Coca-Cola switched to using bulk carriers
In normal times, the company transports materials around the world in the same 20-foot steel boxes that haul everything from toys to bicycles. Given the current market situation, the company has chosen to use three bulk carriers – commonly used by commodity traders to transport products such as coal and iron ore – to transport 60,000 tonnes of cargo, Alan Smith, the company’s chief purchasing officer, said in a LinkedIn post.
“When you can’t get containers or space due to the current ocean freight crisis, then we had to think outside the box,” Smith said.

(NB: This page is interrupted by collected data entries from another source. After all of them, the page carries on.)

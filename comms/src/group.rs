use crate::{Result, World};

/// A handle to a group of replicas that step through collectives together.
///
/// Every worker owns one handle. Collectives block until every member of the
/// group has entered the same operation with a buffer of the same length, so
/// all workers must call them in the same order.
pub trait ProcessGroup: Send {
    /// Returns this worker's place in the group.
    fn world(&self) -> World;

    /// Sums `buf` element-wise across the group.
    ///
    /// # Arguments
    /// * `buf` - This worker's contribution, overwritten with the group sum.
    ///
    /// # Returns
    /// An error if the buffer lengths disagree or the transport fails. Every
    /// worker receives a bit-identical result on success.
    fn all_reduce_sum(&mut self, buf: &mut [f32]) -> Result<()>;

    /// Copies the `root` worker's buffer into every other worker's buffer.
    ///
    /// # Arguments
    /// * `buf` - Source on `root`, destination everywhere else.
    /// * `root` - The rank whose buffer is broadcast.
    fn broadcast(&mut self, buf: &mut [f32], root: usize) -> Result<()>;

    /// Blocks until every worker reaches the barrier.
    fn barrier(&mut self) -> Result<()>;

    /// Leaves the group. Collective: returns once every worker has left.
    fn destroy(self) -> Result<()>
    where
        Self: Sized;
}
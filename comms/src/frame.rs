//! The length-prefixed frames exchanged between the members of a `TcpGroup`.
//!
//! Every frame starts with a big endian `u32` kind followed by a big endian
//! `u64` payload length in bytes. `Data` payloads are raw `f32`s in native
//! byte order, every worker of a run is expected to share an architecture.

use std::io::{self, Read, Write};

use crate::{CommErr, KIND_TYPE_SIZE, KindType, LEN_TYPE_SIZE, LenType, Result};

const HEADER_SIZE: usize = KIND_TYPE_SIZE + LEN_TYPE_SIZE;

/// The kind of a frame.
#[derive(Debug, Clone, Copy, PartialEq, Eq)]
pub enum Kind {
    Hello,
    Data,
    Bye,
}

impl Kind {
    fn as_raw(self) -> KindType {
        match self {
            Kind::Hello => 0,
            Kind::Data => 1,
            Kind::Bye => 2,
        }
    }

    fn name(self) -> &'static str {
        match self {
            Kind::Hello => "hello",
            Kind::Data => "data",
            Kind::Bye => "bye",
        }
    }
}

fn write_frame<W: Write>(tx: &mut W, kind: Kind, payload: &[u8]) -> io::Result<()> {
    let mut header = [0; HEADER_SIZE];
    header[..KIND_TYPE_SIZE].copy_from_slice(&kind.as_raw().to_be_bytes());
    header[KIND_TYPE_SIZE..].copy_from_slice(&(payload.len() as LenType).to_be_bytes());

    tx.write_all(&header)?;
    if !payload.is_empty() {
        tx.write_all(payload)?;
    }

    tx.flush()
}

/// Reads a frame header, checking its kind.
///
/// # Returns
/// The payload length in bytes.
fn read_header<R: Read>(rx: &mut R, expected: Kind) -> Result<usize> {
    let mut header = [0; HEADER_SIZE];
    rx.read_exact(&mut header)?;

    let mut kind = [0; KIND_TYPE_SIZE];
    kind.copy_from_slice(&header[..KIND_TYPE_SIZE]);
    let kind = KindType::from_be_bytes(kind);

    if kind != expected.as_raw() {
        return Err(CommErr::UnexpectedFrame {
            expected: expected.name(),
            got: kind,
        });
    }

    let mut len = [0; LEN_TYPE_SIZE];
    len.copy_from_slice(&header[KIND_TYPE_SIZE..]);
    Ok(LenType::from_be_bytes(len) as usize)
}

/// Sends the handshake of a joining worker.
pub fn send_hello<W: Write>(tx: &mut W, rank: usize, size: usize) -> Result<()> {
    let mut payload = [0; 2 * LEN_TYPE_SIZE];
    payload[..LEN_TYPE_SIZE].copy_from_slice(&(rank as LenType).to_be_bytes());
    payload[LEN_TYPE_SIZE..].copy_from_slice(&(size as LenType).to_be_bytes());
    Ok(write_frame(tx, Kind::Hello, &payload)?)
}

/// Receives the handshake of a joining worker.
///
/// # Returns
/// The announced `(rank, world size)` pair.
pub fn recv_hello<R: Read>(rx: &mut R) -> Result<(usize, usize)> {
    let len = read_header(rx, Kind::Hello)?;
    if len != 2 * LEN_TYPE_SIZE {
        return Err(CommErr::LengthMismatch {
            got: len,
            expected: 2 * LEN_TYPE_SIZE,
        });
    }

    let mut rank = [0; LEN_TYPE_SIZE];
    let mut size = [0; LEN_TYPE_SIZE];
    rx.read_exact(&mut rank)?;
    rx.read_exact(&mut size)?;

    Ok((
        LenType::from_be_bytes(rank) as usize,
        LenType::from_be_bytes(size) as usize,
    ))
}

/// Sends `data` as a `Data` frame.
pub fn send_data<W: Write>(tx: &mut W, data: &[f32]) -> Result<()> {
    Ok(write_frame(tx, Kind::Data, bytemuck::cast_slice(data))?)
}

/// Receives a `Data` frame straight into `buf`.
///
/// # Returns
/// An error if the frame does not carry exactly `buf.len()` numbers.
pub fn recv_data_into<R: Read>(rx: &mut R, buf: &mut [f32]) -> Result<()> {
    let len = read_header(rx, Kind::Data)?;
    let expected = size_of_val(buf);

    if len != expected {
        return Err(CommErr::LengthMismatch {
            got: len / size_of::<f32>(),
            expected: buf.len(),
        });
    }

    rx.read_exact(bytemuck::cast_slice_mut(buf))?;
    Ok(())
}

/// Sends the teardown notice.
pub fn send_bye<W: Write>(tx: &mut W) -> Result<()> {
    Ok(write_frame(tx, Kind::Bye, &[])?)
}

/// Waits for the teardown notice.
pub fn recv_bye<R: Read>(rx: &mut R) -> Result<()> {
    read_header(rx, Kind::Bye)?;
    Ok(())
}
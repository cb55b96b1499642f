mod linear;
pub mod loss;
mod model;

pub use linear::Linear;
pub use model::{Model, StateDict};
use ndarray::ArrayView2;

use crate::{MlErr, Result};

/// A single supervised sample (x, y).
#[derive(Debug, Clone, Copy, PartialEq)]
pub struct Sample {
    pub x: f32,
    pub y: f32,
}

/// An ordered, immutable set of scalar samples.
///
/// May be empty: a split with a train fraction of 1 leaves nothing for
/// validation.
#[derive(Debug, Clone, Default, PartialEq)]
pub struct InMemoryDataset {
    xs: Vec<f32>,
    ys: Vec<f32>,
}

impl InMemoryDataset {
    /// Creates a new dataset from owned buffers.
    ///
    /// # Returns
    /// An error if `xs` and `ys` differ in length.
    pub fn new(xs: Vec<f32>, ys: Vec<f32>) -> Result<Self> {
        if xs.len() != ys.len() {
            return Err(MlErr::SizeMismatch {
                what: "dataset targets",
                got: ys.len(),
                expected: xs.len(),
            });
        }

        Ok(Self { xs, ys })
    }

    #[inline]
    pub fn len(&self) -> usize {
        self.xs.len()
    }

    #[inline]
    pub fn is_empty(&self) -> bool {
        self.xs.is_empty()
    }

    /// Returns the sample at `idx`, if any.
    #[inline]
    pub fn get(&self, idx: usize) -> Option<Sample> {
        Some(Sample {
            x: *self.xs.get(idx)?,
            y: *self.ys.get(idx)?,
        })
    }

    pub fn iter(&self) -> impl Iterator<Item = Sample> + '_ {
        self.xs.iter().zip(&self.ys).map(|(&x, &y)| Sample { x, y })
    }

    #[inline]
    pub fn xs(&self) -> &[f32] {
        &self.xs
    }

    #[inline]
    pub fn ys(&self) -> &[f32] {
        &self.ys
    }

    /// Gathers the samples at `indices`, in that order.
    ///
    /// # Panics
    /// If an index is out of bounds.
    pub fn subset(&self, indices: &[usize]) -> Self {
        Self {
            xs: indices.iter().map(|&i| self.xs[i]).collect(),
            ys: indices.iter().map(|&i| self.ys[i]).collect(),
        }
    }
}

/// An owned group of samples processed together in one step.
///
/// Batches handed out by a sharded loader may be empty: a worker whose shard
/// ran out still has to take part in the collective step.
#[derive(Debug, Clone, Default, PartialEq)]
pub struct Batch {
    pub xs: Vec<f32>,
    pub ys: Vec<f32>,
}

impl Batch {
    #[inline]
    pub fn len(&self) -> usize {
        self.xs.len()
    }

    #[inline]
    pub fn is_empty(&self) -> bool {
        self.xs.is_empty()
    }

    /// Views inputs and targets as `(n, 1)` matrices.
    pub fn views(&self) -> Result<(ArrayView2<'_, f32>, ArrayView2<'_, f32>)> {
        let shape = |len| (len, 1);
        let size_err = |what, got| MlErr::SizeMismatch {
            what,
            got,
            expected: self.xs.len(),
        };

        let x = ArrayView2::from_shape(shape(self.xs.len()), &self.xs)
            .map_err(|_| size_err("batch inputs", self.xs.len()))?;
        let y = ArrayView2::from_shape(shape(self.ys.len()), &self.ys)
            .map_err(|_| size_err("batch targets", self.ys.len()))?;

        if x.nrows() != y.nrows() {
            return Err(size_err("batch targets", y.nrows()));
        }

        Ok((x, y))
    }
}

#[cfg(test)]
mod tests {
    use super::*;

    #[test]
    fn dataset_basic() {
        let ds = InMemoryDataset::new(vec![1.0, 2.0], vec![3.0, 5.0]).unwrap();
        assert_eq!(ds.len(), 2);
        assert_eq!(ds.get(0), Some(Sample { x: 1.0, y: 3.0 }));
        assert_eq!(ds.get(1), Some(Sample { x: 2.0, y: 5.0 }));
        assert_eq!(ds.get(2), None);
    }

    #[test]
    fn dataset_rejects_length_mismatch() {
        assert!(matches!(
            InMemoryDataset::new(vec![1.0, 2.0], vec![3.0]),
            Err(MlErr::SizeMismatch {
                got: 1,
                expected: 2,
                ..
            })
        ));
    }

    #[test]
    fn subset_keeps_given_order() {
        let ds = InMemoryDataset::new(vec![0.0, 1.0, 2.0, 3.0], vec![10.0, 11.0, 12.0, 13.0])
            .unwrap();
        let sub = ds.subset(&[3, 0]);
        assert_eq!(sub.xs(), &[3.0, 0.0]);
        assert_eq!(sub.ys(), &[13.0, 10.0]);
    }

    #[test]
    fn batch_views_are_columns() {
        let b = Batch {
            xs: vec![1.0, 2.0, 3.0],
            ys: vec![4.0, 5.0, 6.0],
        };
        let (x, y) = b.views().unwrap();
        assert_eq!(x.dim(), (3, 1));
        assert_eq!(y[[2, 0]], 6.0);
    }
}
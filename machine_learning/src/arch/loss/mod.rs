mod loss_fn;
mod mse;

pub use loss_fn::LossFn;
pub use mse::Mse;
use std::num::NonZeroUsize;
use std::ops::Range;

use comms::World;
use rand::{SeedableRng, rngs::StdRng, seq::SliceRandom};

/// Splits `total` samples among `num_workers` and returns the shard for `worker_id`.
///
/// Properties:
/// - Ranges are contiguous, disjoint and cover `[0..total)`.
/// - Sizes differ by at most 1 (balanced partition), the first shards get the extra samples.
pub fn shard_range(total: usize, worker_id: usize, num_workers: NonZeroUsize) -> Range<usize> {
    let num_workers = num_workers.get();
    debug_assert!(worker_id < num_workers);

    let base = total / num_workers;
    let rem = total % num_workers;

    let start = worker_id * base + worker_id.min(rem);
    let extra = usize::from(worker_id < rem);
    start..start + base + extra
}

/// Hands every worker a disjoint, balanced shard of a dataset, reshuffled
/// every epoch.
///
/// The permutation only depends on `seed + epoch`, so every worker computes the
/// same one and their shards partition the dataset.
#[derive(Debug, Clone, Copy, PartialEq, Eq)]
pub struct DistributedSampler {
    world: World,
    shuffle: bool,
    seed: u64,
    epoch: u64,
}

impl DistributedSampler {
    /// Creates a new `DistributedSampler`.
    ///
    /// # Arguments
    /// * `world` - The worker this sampler draws for.
    /// * `shuffle` - Whether to permute the dataset before sharding.
    /// * `seed` - The base seed of the permutation, shared by every worker.
    pub fn new(world: World, shuffle: bool, seed: u64) -> Self {
        Self {
            world,
            shuffle,
            seed,
            epoch: 0,
        }
    }

    /// Sets the epoch the next `indices` call draws for.
    pub fn set_epoch(&mut self, epoch: u64) {
        self.epoch = epoch;
    }

    #[inline]
    pub fn epoch(&self) -> u64 {
        self.epoch
    }

    #[inline]
    pub fn world(&self) -> World {
        self.world
    }

    fn num_workers(&self) -> NonZeroUsize {
        NonZeroUsize::new(self.world.size()).unwrap_or(NonZeroUsize::MIN)
    }

    /// Returns the length of the biggest shard of a `total` sized dataset.
    pub fn max_shard_len(&self, total: usize) -> usize {
        shard_range(total, 0, self.num_workers()).len()
    }

    /// Returns this worker's dataset indices for the current epoch.
    pub fn indices(&self, total: usize) -> Vec<usize> {
        let mut perm: Vec<usize> = (0..total).collect();
        if self.shuffle {
            let mut rng = StdRng::seed_from_u64(self.seed.wrapping_add(self.epoch));
            perm.shuffle(&mut rng);
        }

        let range = shard_range(total, self.world.rank(), self.num_workers());
        perm.drain(range).collect()
    }
}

The big advantage of using containers is that they are part of a well-established logistics chain that gets goods efficiently from where they are made to where they are used. Bulkers may be cheaper, but they can be less convenient because the cargoes have to get moved to and from ports.
Shipping costs increase sharply, the shipping market is increasingly competitive
According to data from Drewry Shipping, to understand what Coca-Cola and many multinational companies are competing with, currently, the cost of freight from Shanghai to Rotterdam is $14,558 per barrel or 40 feet. Prices this year have hit a record at least the past decade.
The cargoes that Coca-Cola switched would normally have filled 2,800 20-foot-equivalent steel boxes. The switching is “the first of many we hope over the coming months and a prime example of excellent collaboration between our procurement teams, our supply chain partners, and our suppliers,” he said.
So tight is the container freight market that there has even been demand for some bulkers — so-called because they move cargoes in bulk and not in individualized boxes — to move boxes on their decks.
Unfortunately for the companies hiring vessels, even dry-bulk freight is now booming too. The Baltic Dry Index, an overall measure of the cost of hiring such vessels, soared to a 13-year high of 5,409 points on Oct. 5, according to the Baltic Exchange in London.